Asked by a traveller planning a trip to Morocco. Here's the honest answer from one of our travel designers.

Amina

Travel Designer · Staff

Cultural Travel Designer

February 2026

Best answer

The Gnaoua (Gnawa) are an Afro-Moroccan community descended from sub-Saharan peoples, known above all for their spiritual music — hypnotic, trance-inducing songs blending African rhythms with Islamic Sufi devotion. Their instruments are the bass-string guembri, iron qraqeb castanets and big drums. Essaouira hosts a world-famous Gnaoua festival each year.

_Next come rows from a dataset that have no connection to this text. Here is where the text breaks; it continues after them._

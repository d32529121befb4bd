//! Rendering of device diagnostic bytes for the operator log.

use tracing::info;

/// Accumulates device text and emits it line by line.
///
/// Printable ASCII is kept as characters; anything else is shown as
/// `0xNN`.
#[derive(Debug, Default)]
pub struct DeviceText {
    line: String,
}

impl DeviceText {
    pub fn push(&mut self, byte: u8) {
        match byte {
            b'\n' => self.flush(),
            b'\r' => {}
            0x20..=0x7E | b'\t' => self.line.push(byte as char),
            _ => {
                if !self.line.is_empty() && !self.line.ends_with(' ') {
                    self.line.push(' ');
                }
                self.line.push_str(&format!("0x{byte:02x} "));
            }
        }
    }

    pub fn extend(&mut self, bytes: &[u8]) {
        for &b in bytes {
            self.push(b);
        }
    }

    /// Emit whatever is buffered.
    pub fn flush(&mut self) {
        if let Some(line) = self.take() {
            info!(target: "device", "DEVICE: {line}");
        }
    }

    /// The buffered line, if any, leaving the buffer empty.
    pub fn take(&mut self) -> Option<String> {
        let line = std::mem::take(&mut self.line);
        let trimmed = line.trim_end();
        if trimmed.is_empty() {
            None
        } else {
            Some(trimmed.to_owned())
        }
    }
}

The Gnaoua — you'll also see it spelled Gnawa — are an Afro-Moroccan community whose roots trace back to sub-Saharan West Africa, with a history bound up in centuries of trans-Saharan movement and the slave trade. Over generations they wove their West African heritage together with Moroccan Islam and Sufi mysticism into something entirely their own. Today "Gnaoua" refers both to this community and, above all, to their extraordinary music and the spiritual brotherhood that carries it. UNESCO has recognised Gnaoua culture for its global significance, and rightly so.

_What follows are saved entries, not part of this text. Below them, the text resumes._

//! RGB888 → RGB565 color reduction.
//!
//! Reduction truncates: red and blue keep their top 5 bits, green its top
//! 6. There is no rounding or dithering, so the transform is deterministic
//! and idempotent on already-reduced values.

use serde::{Deserialize, Serialize};

use crate::error::TileError;
use crate::pixel::{Grid, RgbPlanes};

// ── PackedColor ──────────────────────────────────────────────────

/// A 16-bit 5-6-5 color.
#[derive(Debug, Clone, Copy, PartialEq, Eq, Hash, Default)]
pub struct PackedColor(pub u16);

impl PackedColor {
    pub const fn pack(r: u8, g: u8, b: u8) -> Self {
        Self((((r & 0xF8) as u16) << 8) | (((g & 0xFC) as u16) << 3) | (((b & 0xF8) as u16) >> 3))
    }

    /// Retained channel bits, back in 8-bit position.
    pub const fn unpack(self) -> (u8, u8, u8) {
        let v = self.0;
        (
            ((v >> 8) & 0xF8) as u8,
            ((v >> 3) & 0xFC) as u8,
            ((v << 3) & 0xF8) as u8,
        )
    }

    /// Wire bytes in the given order.
    pub const fn to_bytes(self, order: ByteOrder) -> [u8; 2] {
        match order {
            ByteOrder::LowFirst => self.0.to_le_bytes(),
            ByteOrder::HighFirst => self.0.to_be_bytes(),
        }
    }

    pub const fn from_bytes(bytes: [u8; 2], order: ByteOrder) -> Self {
        match order {
            ByteOrder::LowFirst => Self(u16::from_le_bytes(bytes)),
            ByteOrder::HighFirst => Self(u16::from_be_bytes(bytes)),
        }
    }
}

// ── ByteOrder ────────────────────────────────────────────────────

/// Byte order of packed colors on the wire. Fixed per deployment.
#[derive(Debug, Clone, Copy, PartialEq, Eq, Hash, Default, Serialize, Deserialize)]
#[serde(rename_all = "kebab-case")]
pub enum ByteOrder {
    /// Low byte first (host memory order).
    #[default]
    LowFirst,
    /// High byte first, for panels that expect swapped colors.
    HighFirst,
}

impl ByteOrder {
    pub fn from_swap(swap: bool) -> Self {
        if swap {
            ByteOrder::HighFirst
        } else {
            ByteOrder::LowFirst
        }
    }
}

// ── ColorReducer ─────────────────────────────────────────────────

/// Reduces RGB planes to a grid of packed colors and serialises them.
#[derive(Debug, Clone, Copy, Default)]
pub struct ColorReducer {
    order: ByteOrder,
}

impl ColorReducer {
    pub fn new(order: ByteOrder) -> Self {
        Self { order }
    }

    pub fn byte_order(&self) -> ByteOrder {
        self.order
    }

    /// Pack every pixel of `planes`.
    pub fn reduce(&self, planes: &RgbPlanes) -> Grid<PackedColor> {
        let (r, g, b) = (planes.red(), planes.green(), planes.blue());
        Grid::from_fn(planes.width(), planes.height(), |x, y| {
            let i = y as usize * planes.width() as usize + x as usize;
            PackedColor::pack(r.as_slice()[i], g.as_slice()[i], b.as_slice()[i])
        })
    }

    /// Pack three loose planes, checking their shapes first.
    pub fn reduce_planes(
        &self,
        red: &Grid<u8>,
        green: &Grid<u8>,
        blue: &Grid<u8>,
    ) -> Result<Grid<PackedColor>, TileError> {
        let planes = RgbPlanes::new(red.clone(), green.clone(), blue.clone())?;
        Ok(self.reduce(&planes))
    }

    /// Serialise colors in row-major order with this reducer's byte order.
    pub fn serialize<'a>(&self, colors: impl IntoIterator<Item = &'a PackedColor>) -> Vec<u8> {
        let iter = colors.into_iter();
        let mut out = Vec::with_capacity(iter.size_hint().0 * 2);
        for c in iter {
            out.extend_from_slice(&c.to_bytes(self.order));
        }
        out
    }

    /// Read back a serialised payload. A trailing odd byte is ignored.
    pub fn parse(&self, bytes: &[u8]) -> Vec<PackedColor> {
        bytes
            .chunks_exact(2)
            .map(|pair| PackedColor::from_bytes([pair[0], pair[1]], self.order))
            .collect()
    }
}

Their music is unlike anything else in Morocco. At its heart is the guembri (also called sintir) — a three-stringed bass lute with a deep, thrumming, almost electric pulse — joined by the qraqeb, heavy iron castanets that clash out a relentless, rolling rhythm, and big drums. Layered with call-and-response chanting, it builds into long, hypnotic, trance-inducing pieces. Traditionally this music isn't entertainment at all but the soundtrack to the lila, an all-night healing and spiritual ceremony where, through music, incense and colour, participants seek to enter trance and connect with spirits for healing.

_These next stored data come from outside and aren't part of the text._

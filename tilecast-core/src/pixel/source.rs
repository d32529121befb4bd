//! Decoded-image pixel sources.
//!
//! A source is either direct RGB or palette-indexed. The distinction is
//! resolved exactly once, when an [`ImageSource`] is built; everything
//! downstream only sees [`RgbPlanes`].

use std::path::Path;

use tracing::debug;

use crate::error::TileError;
use crate::pixel::RgbPlanes;

// ── Palette ──────────────────────────────────────────────────────

/// Index → RGB lookup table for indexed images.
#[derive(Debug, Clone, PartialEq, Eq)]
pub struct Palette {
    entries: Vec<[u8; 3]>,
}

impl Palette {
    /// At most 256 entries, addressed by an 8-bit index.
    pub fn new(entries: Vec<[u8; 3]>) -> Result<Self, TileError> {
        if entries.len() > 256 {
            return Err(TileError::Decode(format!(
                "palette has {} entries (max 256)",
                entries.len()
            )));
        }
        Ok(Self { entries })
    }

    pub fn lookup(&self, index: u8) -> Option<[u8; 3]> {
        self.entries.get(index as usize).copied()
    }

    pub fn len(&self) -> usize {
        self.entries.len()
    }

    pub fn is_empty(&self) -> bool {
        self.entries.is_empty()
    }
}

// ── DecodedImage ─────────────────────────────────────────────────

/// Raw output of an image decoder.
#[derive(Debug, Clone)]
pub enum DecodedImage {
    /// Interleaved 8-bit `RGBRGB…` samples.
    Direct { width: u32, height: u32, rgb: Vec<u8> },
    /// One palette index per pixel.
    Indexed {
        width: u32,
        height: u32,
        indices: Vec<u8>,
        palette: Palette,
    },
}

impl DecodedImage {
    /// Decode an image file from disk.
    ///
    /// The decoder expands palettes, so the result is always `Direct`.
    pub fn open(path: &Path) -> Result<Self, TileError> {
        let image = image::open(path)?;
        debug!(
            "decoded {} ({}x{}, {:?})",
            path.display(),
            image.width(),
            image.height(),
            image.color()
        );
        Ok(Self::from_dynamic(image))
    }

    /// Decode an in-memory encoded image (PNG, BMP, …). Always `Direct`.
    pub fn from_memory(bytes: &[u8]) -> Result<Self, TileError> {
        Ok(Self::from_dynamic(image::load_from_memory(bytes)?))
    }

    fn from_dynamic(image: image::DynamicImage) -> Self {
        let rgb = image.to_rgb8();
        Self::Direct {
            width: rgb.width(),
            height: rgb.height(),
            rgb: rgb.into_raw(),
        }
    }

    pub fn dimensions(&self) -> (u32, u32) {
        match self {
            Self::Direct { width, height, .. } | Self::Indexed { width, height, .. } => {
                (*width, *height)
            }
        }
    }
}

// ── ImageSource ──────────────────────────────────────────────────

/// A still image normalised to RGB planes.
#[derive(Debug, Clone)]
pub struct ImageSource {
    planes: RgbPlanes,
    indexed: bool,
}

impl ImageSource {
    /// Resolve `decoded` into RGB planes.
    ///
    /// Indexed data is looked up through its palette here; an index with
    /// no palette entry is a [`TileError::Decode`].
    pub fn new(decoded: DecodedImage) -> Result<Self, TileError> {
        match decoded {
            DecodedImage::Direct { width, height, rgb } => Ok(Self {
                planes: RgbPlanes::from_interleaved(width, height, &rgb)?,
                indexed: false,
            }),
            DecodedImage::Indexed {
                width,
                height,
                indices,
                palette,
            } => {
                let pixels = width as usize * height as usize;
                if indices.len() != pixels {
                    return Err(TileError::Decode(format!(
                        "indexed image {width}x{height} needs {pixels} indices, got {}",
                        indices.len()
                    )));
                }
                let mut rgb = Vec::with_capacity(pixels * 3);
                for (i, &index) in indices.iter().enumerate() {
                    let color = palette.lookup(index).ok_or_else(|| {
                        TileError::Decode(format!(
                            "pixel {i} uses index {index} outside a {}-entry palette",
                            palette.len()
                        ))
                    })?;
                    rgb.extend_from_slice(&color);
                }
                Ok(Self {
                    planes: RgbPlanes::from_interleaved(width, height, &rgb)?,
                    indexed: true,
                })
            }
        }
    }

    /// Decode and resolve an image file in one step.
    pub fn open(path: &Path) -> Result<Self, TileError> {
        Self::new(DecodedImage::open(path)?)
    }

    pub fn planes(&self) -> &RgbPlanes {
        &self.planes
    }

    pub fn into_planes(self) -> RgbPlanes {
        self.planes
    }

    /// Whether the source went through palette resolution.
    pub fn was_indexed(&self) -> bool {
        self.indexed
    }
}
//! Domain-specific error types for tilecast.
//!
//! Pipeline failures (`Shape`, `Precondition`, `Decode`) abort startup before
//! the serial port is touched. Session failures are split into the ones the
//! protocol loop recovers from (`Protocol`, `Timeout`, `Capture`) and the
//! ones that end the session (`Transport`).

use std::time::Duration;
use thiserror::Error;

/// The canonical error type for tilecast.
#[derive(Debug, Error)]
pub enum TileError {
    // ── Pipeline Errors ──────────────────────────────────────────
    /// A grid's dimensions do not fit the requested operation.
    #[error("shape error: {width}x{height} is not divisible into {tile}x{tile} tiles")]
    Shape { width: u32, height: u32, tile: u32 },

    /// Inputs violated a precondition checked before any I/O.
    #[error("precondition failed: {0}")]
    Precondition(String),

    /// Source image data could not be interpreted as RGB or indexed RGB.
    #[error("decode error: {0}")]
    Decode(String),

    // ── Session Errors ───────────────────────────────────────────
    /// The device sent a byte sequence the host cannot serve.
    #[error("protocol error: {0}")]
    Protocol(String),

    /// A catalog index supplied by the device is outside the catalog.
    #[error("index {index} out of range (catalog has {len} entries)")]
    IndexOutOfRange { index: u16, len: usize },

    /// The serial link failed or was closed.
    #[error("transport error: {0}")]
    Transport(#[from] std::io::Error),

    /// A read did not complete within its deadline.
    #[error("timeout after {0:?}")]
    Timeout(Duration),

    /// Live screen capture could not produce a frame.
    #[error("capture error: {0}")]
    Capture(String),

    /// The session was asked to stop.
    #[error("session cancelled")]
    Cancelled,
}

impl TileError {
    /// Whether the protocol loop can answer this error and keep serving.
    pub fn is_recoverable(&self) -> bool {
        matches!(
            self,
            TileError::Protocol(_)
                | TileError::IndexOutOfRange { .. }
                | TileError::Timeout(_)
                | TileError::Capture(_)
        )
    }
}

// ── Convenient From implementations ──────────────────────────────

impl From<image::ImageError> for TileError {
    fn from(e: image::ImageError) -> Self {
        TileError::Decode(e.to_string())
    }
}

#[cfg(test)]
mod tests {
    use super::*;

    #[test]
    fn error_display_messages() {
        let e = TileError::Shape {
            width: 30,
            height: 16,
            tile: 8,
        };
        assert!(e.to_string().contains("30x16"));

        let e = TileError::IndexOutOfRange { index: 9, len: 4 };
        assert!(e.to_string().contains('9'));
        assert!(e.to_string().contains('4'));
    }

    #[test]
    fn from_io() {
        let io_err = std::io::Error::new(std::io::ErrorKind::BrokenPipe, "pipe broke");
        let e: TileError = io_err.into();
        assert!(matches!(e, TileError::Transport(_)));
        assert!(!e.is_recoverable());
    }

    #[test]
    fn recoverable_split() {
        assert!(TileError::Timeout(Duration::from_millis(5)).is_recoverable());
        assert!(TileError::IndexOutOfRange { index: 1, len: 0 }.is_recoverable());
        assert!(!TileError::Decode("bad".into()).is_recoverable());
    }
}
// ── Classic commands ─────────────────────────────────────────────

#[tokio::test]
async fn test_query_count_after_device_text() {
    let (mut device, handle) = start(classic(tile_catalog(16, 16)));

    device.send(b"boot ok\r\n").await;
    device.send(&[FRAME_DELIMITER, 0x01]).await;
    assert_eq!(device.recv(2).await, vec![4, 0]);

    device.send(&[FRAME_DELIMITER, 0x03]).await;
    let summary = finish(handle).await;
    assert_eq!(summary.end, SessionEnd::Terminated);
    assert_eq!(summary.stats.commands, 2);
}

#[tokio::test]
async fn test_fetch_tile_is_ack_gated() {
    let catalog = tile_catalog(16, 8);
    let expected = catalog.get(1).unwrap().payload.clone();
    let (mut device, handle) = start(classic(catalog));

    device.send(&[FRAME_DELIMITER, 0x02, 0x01, 0x00]).await;

    // Placement bytes, one at a time.
    assert_eq!(device.recv(1).await, vec![8]);
    device.expect_silence(Duration::from_millis(50)).await;
    device.send(&[ACK]).await;
    assert_eq!(device.recv(1).await, vec![0]);
    device.send(&[ACK]).await;

    // 8x8 tile = 128 bytes = four 32-byte packets.
    let mut received = Vec::new();
    for _ in 0..4 {
        let packet = device.recv(32).await;
        device.expect_silence(Duration::from_millis(20)).await;
        received.extend(packet);
        device.send(&[ACK]).await;
    }
    assert_eq!(received, expected.to_vec());

    device.send(&[FRAME_DELIMITER, 0x03]).await;
    let summary = finish(handle).await;
    assert_eq!(summary.stats.packets_sent, 4);
    assert_eq!(summary.stats.writes, 6);
    assert_eq!(summary.stats.units_served, 1);
}

#[tokio::test]
async fn test_ack_may_follow_device_text() {
    let (mut device, handle) = start(classic(tile_catalog(8, 8)));

    device.send(&[FRAME_DELIMITER, 0x02, 0x00, 0x00]).await;
    assert_eq!(device.recv(1).await, vec![0]);
    device.send(b"drew x\n").await;
    device.send(&[ACK]).await;
    assert_eq!(device.recv(1).await, vec![0]);
    device.send(&[ACK]).await;
    for _ in 0..4 {
        device.recv(32).await;
        device.send(&[ACK]).await;
    }

    device.send(&[FRAME_DELIMITER, 0x03]).await;
    assert_eq!(finish(handle).await.stats.faults, 0);
}

#[tokio::test]
async fn test_terminate_is_silent() {
    let (mut device, handle) = start(classic(tile_catalog(8, 8)));

    device.send(&[FRAME_DELIMITER, 0x03]).await;
    let summary = finish(handle).await;
    assert_eq!(summary.end, SessionEnd::Terminated);

    // Session dropped its end of the link without writing.
    let mut rest = Vec::new();
    device.io.read_to_end(&mut rest).await.unwrap();
    assert!(rest.is_empty());
}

What thrills me is how alive this tradition is, and how accessible it's become to visitors without losing its soul. The great showcase is the Gnaoua World Music Festival in Essaouira each June — a huge, joyous, free-spirited event where Gnaoua maâlems (master musicians) jam with jazz, blues and world artists from across the globe, and the whole windswept town pulses with that guembri bassline. Essaouira is the spiritual home of Gnaoua music, and even outside the festival you'll hear it in its squares, cafés and riads.

For travellers, encountering the Gnaoua is one of the most moving cultural experiences Morocco offers, and I love arranging it — an evening of live Gnaoua music, a visit during the Essaouira festival, or simply understanding what you're hearing when those iron castanets start up in a Marrakech square. Approach it with respect: at its core this is sacred, healing music, not just a colourful show. Listen for the guembri's pulse, watch the dancers spin into trance, and you'll feel why this Afro-Moroccan heritage is treasured worldwide.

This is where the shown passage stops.